During their breaks, students were able to attend quickie-lectures on the links between steaks and rainforest destruction.
 
                                        Prof. Dan Rabinowitz, former president of "Life and Environment", the Israel Union of Environmental NGOs, said: "Changing our eating habits, such as suggested by "Meatfree Monday", is the simplest and most effective way for each of us to help, quite without effort, the global campaign aimed at stopping climate change."


Background:

                                       A special UN report, Livestock's Long Shadow, exposed in 2006 that the animal-based food industry is the leading contributor to global warming. According to that report, the animal-based food industry is responsible for 18% of GHG emissions, more than all means of transport (planes, cars and ships combined). Renowned research institute Worldwatch even claimed that according to calculations also taking into account the fish and meat processing industries as well as other aspects of farm animal husbandry, the industry's GHG emissions reach about 51% of total emissions. The UN report also showed that 70% of the South American rainforests were destroyed in order to clear land for cattle grazing, and that a large proportion of the rest is used for fodder production. The animal-based food industries also seem to be the main contributor to reducing biological variety (i.e. causing various animal species to become extinct), due to their contribution to forest destruction, air pollution and land and water pollution with animal excretions, antibiotics and hormones.
 
                                        About 18 months ago, Dr. Rajendra Pachauri, Chair of the Intergovernmental Panel on Climate Change (IPCC), called for a reduction of meat consumption. During a controversial speech in London, Dr. Pachauri showed data according to which a single day of vegetarian eating is equal to taking 5 million cars off British roads.
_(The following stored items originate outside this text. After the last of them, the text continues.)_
// Action paths - concrete, ordered step sequences produced by enumeration
use crate::models::step::ActionStep;
use serde::{Deserialize, Serialize};

/// A concrete, ordered list of steps sufficient to obtain the target.
/// No tree alternatives remain; variant sets inside individual steps pass
/// through for the executor to pick from.
#[derive(Debug, Clone, PartialEq, Serialize, Deserialize)]
pub struct ActionPath {
    pub steps: Vec<ActionStep>,
}

impl ActionPath {
    pub fn empty() -> Self {
        Self { steps: Vec::new() }
    }

    pub fn len(&self) -> usize {
        self.steps.len()
    }

    pub fn is_empty(&self) -> bool {
        self.steps.is_empty()
    }

    /// Stable structural key for set comparison across enumeration
    /// strategies. Two paths with equal keys are the same plan.
    pub fn normalized_key(&self) -> String {
        serde_json::to_string(&self.steps).unwrap_or_default()
    }

    /// Multi-line human-readable rendering, one numbered step per line.
    pub fn describe(&self) -> String {
        if self.steps.is_empty() {
            return "  (nothing to do - inventory already satisfies the goal)".to_string();
        }
        self.steps
            .iter()
            .enumerate()
            .map(|(i, step)| format!("  {}. {}", i + 1, step.describe()))
            .collect::<Vec<_>>()
            .join("\n")
    }
}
In Israeli terms, this equals to taking half a million (!) cars off our roads.
 
                                        Leading world environmentalists, alongside celebrities such as Paul McCartney and Yoko Ono, took that cause and started an international campaign called "Meat Free Monday". Whole cities have already joined this campaign (Ghent and Hasselt in Belgium, Sao Paulo in Brazil, Bremen in Germany), as well as dozens of leading universities (among them Oxford, Harvard, UCLA and Columbia). During the summer of 2009, dozens of Israeli restaurants joined the "Meatfree Monday" campaign run by "Al HaShulchan" food magazine. Israeli environmental activists now wish to see public institutions joining this campaign.
Tel Aviv University is the first public institution in Israel to join the campaign.